第02話 永遠伴走と綴るあの日
自死を選んだ理由は諸説あるが、音楽に対する挫折も大きかったと振り返る。
コード進行はりぼて法と言う作曲方法を用いれば、どんな態勢からも作曲することは可能だが、ウェディング・ソングを作ると立候補して、二人を祝福する歌詞が浮かばなかった。当時は未だ、執筆活動を盛んに取り組んでいなかったので、作詞出来て当然、みたいな立ち位置ではなかったものの、百組のカップルが居たら、百通りの祝い歌が出来ないでどうするの? と、現在の僕は上から目線でモノ申す。
※メロディを抜いてコード進行だけ残し、別のメロディを上手に上書きする。
回りくどそうだが、多くのミュージシャンも同様の手順から作曲のいろはを学ぶ。
じゃあ、例えば、僕と妻のウェディング・ソングを今から書こうとなった時に、どれ位のアドリブ力で完成に漕ぎ着けられるか、ちょっと、やってみようか。
永遠伴走(サビVer.)
♪背中追いかけて 背中追いかけて 街路樹を帰る君を 見詰めていたよ
♪いつか隣で走ろう 隣で君を支えようと
♪誓ったあの日の 表題(Title)に込めた想い
出逢ったのは3年前の10月上旬。

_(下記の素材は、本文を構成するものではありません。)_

//! Extent values: pointer assembly, staleness, pick-for-read, and the
//! cut-front/cut-back helpers the update path splits overlapping keys with.

use crate::bkey::{bpos_ge, bpos_le, Bkey, Bpos, Bval};
use crate::super_block::CacheSet;
use crate::util::crc64;

/// Replication cap per extent.
pub const MAX_PTRS: usize = 4;

/// Pointer into a cache device: absolute sector plus the bucket generation
/// the pointer expects. A pointer is stale once the bucket's generation has
/// moved past `gen`.
#[derive(Debug, Clone, Copy, PartialEq, Eq)]
pub struct Ptr {
    pub dev: u8,
    pub gen: u8,
    pub offset: u64,
}

impl Ptr {
    /// Hash-table key for the node cache: nodes are hashed by their first
    /// pointer's identity, generation excluded (a node reused at a new gen
    /// is a different pointer value but the same slot).
    pub fn cache_key(&self) -> u64 {
        ((self.dev as u64) << 56) ^ self.offset
    }
}

#[derive(Debug, Clone, Copy, PartialEq, Eq)]
pub struct Crc {
    pub csum: u64,
}

impl Crc {
    pub fn of(data: &[u8]) -> Crc {
        Crc { csum: crc64(data) }
    }
}

#[derive(Debug, Clone, PartialEq, Default)]
pub struct ExtentVal {
    pub ptrs: Vec<Ptr>,
    pub crc: Option<Crc>,
    /// Data exists only in cache, not yet written back to the backing
    /// device.
    pub dirty: bool,
}

impl ExtentVal {
    pub fn new() -> ExtentVal {
        ExtentVal::default()
    }

    pub fn first_ptr(&self) -> Option<&Ptr> {
        self.ptrs.first()
    }

    pub fn push_ptr(&mut self, ptr: Ptr) {
        assert!(self.ptrs.len() < MAX_PTRS);
        self.ptrs.push(ptr);
    }
}

/// Outcome of choosing a pointer to read from.
#[derive(Debug, Clone, Copy, PartialEq, Eq)]
pub enum PickResult {
    Ok(Ptr),
    /// Pointers exist but every one is stale; caller re-peeks and retries.
    Stale,
    /// A pointer references a device that is gone; permanent EIO for this
    /// read.
    NoDevice,
    /// No pointers at all (hole or placeholder).
    None,
}

impl CacheSet {
    /// Choose a pointer to read an extent from, preferring non-congested
    /// devices, then lower tier, then fewer accumulated errors.
    pub fn extent_pick_ptr(&self, e: &ExtentVal) -> PickResult {
        if e.ptrs.is_empty() {
            return PickResult::None;
        }

        let mut saw_missing = false;
        let mut saw_stale = false;
        let mut best: Option<(&Ptr, (u8, u8, u64))> = None;

        for ptr in &e.ptrs {
            let Some(ca) = self.cache(ptr.dev) else {
                saw_missing = true;
                continue;
            };
            if ca.ptr_stale(ptr) {
                saw_stale = true;
                continue;
            }

            let score = (
                ca.congested() as u8,
                ca.tier(),
                ca.error_count(),
            );
            match best {
                Some((_, best_score)) if best_score <= score => {}
                _ => best = Some((ptr, score)),
            }
        }

        match best {
            Some((ptr, _)) => PickResult::Ok(*ptr),
            None if saw_stale => PickResult::Stale,
            None if saw_missing => PickResult::NoDevice,
            None => PickResult::None,
        }
    }

    /// True if any pointer of `e` is stale.
    pub fn extent_ptrs_stale(&self, e: &ExtentVal) -> bool {
        e.ptrs.iter().any(|ptr| {
            self.cache(ptr.dev).map_or(true, |ca| ca.ptr_stale(ptr))
        })
    }
}

fn val_cut_front(sectors: u64, val: &mut Bval) {
    match val {
        Bval::Extent(e) | Bval::BtreePtr(e) => {
            for ptr in &mut e.ptrs {
                ptr.offset += sectors;
            }
            // A partial extent no longer matches its whole-extent checksum.
            e.crc = None;
        }
        _ => {}
    }
}

/// Trim the front of `k` so it starts at `at`. No-op if `at` is at or
/// before the current start.
pub fn cut_front(at: Bpos, k: &mut Bkey) {
    if bpos_le(at, k.start()) {
        return;
    }
    assert_eq!(at.inode, k.p.inode);
    assert!(bpos_le(at, k.p));

    let sectors = at.offset - k.start().offset;
    k.size -= sectors as u32;
    val_cut_front(sectors, &mut k.val);
    if k.size == 0 && !k.is_deleted() {
        k.val = Bval::Deleted;
    }
}

/// Trim the back of `k` so it ends at `at`. No-op if `at` is at or past the
/// current end.
pub fn cut_back(at: Bpos, k: &mut Bkey) {
    if bpos_ge(at, k.p) {
        return;
    }
    assert_eq!(at.inode, k.p.inode);
    assert!(bpos_ge(at, k.start()));

    k.size -= (k.p.offset - at.offset) as u32;
    k.p = at;
    if let Bval::Extent(e) | Bval::BtreePtr(e) = &mut k.val {
        e.crc = None;
    }
    if k.size == 0 && !k.is_deleted() {
        k.val = Bval::Deleted;
    }
}

#[cfg(test)]
mod tests {
    use super::*;
    use crate::bkey::pos;

    fn extent_key(inode: u64, end: u64, size: u32, ptr_offset: u64) -> Bkey {
        let mut e = ExtentVal::new();
        e.push_ptr(Ptr { dev: 0, gen: 1, offset: ptr_offset });
        e.crc = Some(Crc { csum: 0xdead });
        Bkey::new(pos(inode, end), size, Bval::Extent(e))
    }

    #[test]
    fn cut_front_advances_ptrs() {
        let mut k = extent_key(1, 128, 64, 1000);
        cut_front(pos(1, 96), &mut k);
        assert_eq!(k.start(), pos(1, 96));
        assert_eq!(k.p, pos(1, 128));
        assert_eq!(k.size, 32);
        let e = k.extent().unwrap();
        assert_eq!(e.ptrs[0].offset, 1032);
        assert!(e.crc.is_none());
    }

    #[test]
    fn cut_back_moves_end() {
        let mut k = extent_key(1, 128, 64, 1000);
        cut_back(pos(1, 96), &mut k);
        assert_eq!(k.start(), pos(1, 64));
        assert_eq!(k.p, pos(1, 96));
        assert_eq!(k.size, 32);
        assert_eq!(k.extent().unwrap().ptrs[0].offset, 1000);
    }

    #[test]
    fn cut_to_nothing_deletes() {
        let mut k = extent_key(1, 128, 64, 1000);
        cut_front(pos(1, 128), &mut k);
        assert_eq!(k.size, 0);
        assert!(k.is_deleted());
    }

    #[test]
    fn cut_outside_range_is_noop() {
        let mut k = extent_key(1, 128, 64, 1000);
        cut_front(pos(1, 10), &mut k);
        cut_back(pos(1, 1000), &mut k);
        assert_eq!(k, extent_key(1, 128, 64, 1000));
    }

    #[test]
    fn cache_key_ignores_gen() {
        let a = Ptr { dev: 1, gen: 3, offset: 4096 };
        let b = Ptr { dev: 1, gen: 9, offset: 4096 };
        assert_eq!(a.cache_key(), b.cache_key());
    }
}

二人共自転車通勤。
職場で私語が認められていなかったから、帰り道に話すきっかけを求めていたが、クリニックと歯科医横の街路樹で、いつも見失う位に速度を出して、彼女は帰路に就いていた。
表題(Title)とあるが、正にそれが「永遠伴走」であり
僕で良ければ、残りの人生を伴走するよ。
と言う言葉を彼女に贈った。そう言うエピソード・ソング。
傷の痛みは日に日に薄れ、次なる目標は人生の生き甲斐を見つけることだった。死に急いだ人間が生き甲斐だなんて滑稽だが、終らせる今日よりも、積み上げて行く今日の方が実感はあったので、思慮を巡らせ、資料を取り寄せる。
決めたのは社会福祉士資格を取得することだった。程々に難易度が高く、後年の人生に有意義なキャリア。当初は雲を掴むような作業だったが、過去問を入手して、1日150問ずつ解くようになってから、全体把握が利くように成って来る。
専門学校にも籍を置いたが、通信制だったために主だった記憶は無し。
ハロゲンヒーターの前で毛布を被り、CDラジカセも、DVDプレーヤーも預けた部屋で五者択一をひたすら解き続ける毎日。
希死念慮は定期的に湧き上がったが、試験勉強中はそれどころでは無かった。苦しい日々だったが、闘病と言う観点から観たら、充実の日々だったように思える。
資格取得には、都合3年半掛かった。96点が合格ラインで自己採点は107点だったと記憶。福岡県の西南女学院大学が試験会場で本試験は2Fでおこなわれたが、下駄箱の両親を見つけて、階段を下りながらガッツポーズをしたことを深く記憶に刻んでいる。
前述にも記したが、僕はスタート地点の大部屋個室の窓の向こう側の世界には戻れないと思っていたのに、西南女学院大学と言う遠征先で履歴を更新すると言う快挙を遂げた。
人生は挑めばどう転ぶか判らない、そんな実感を抱く一連の流れ。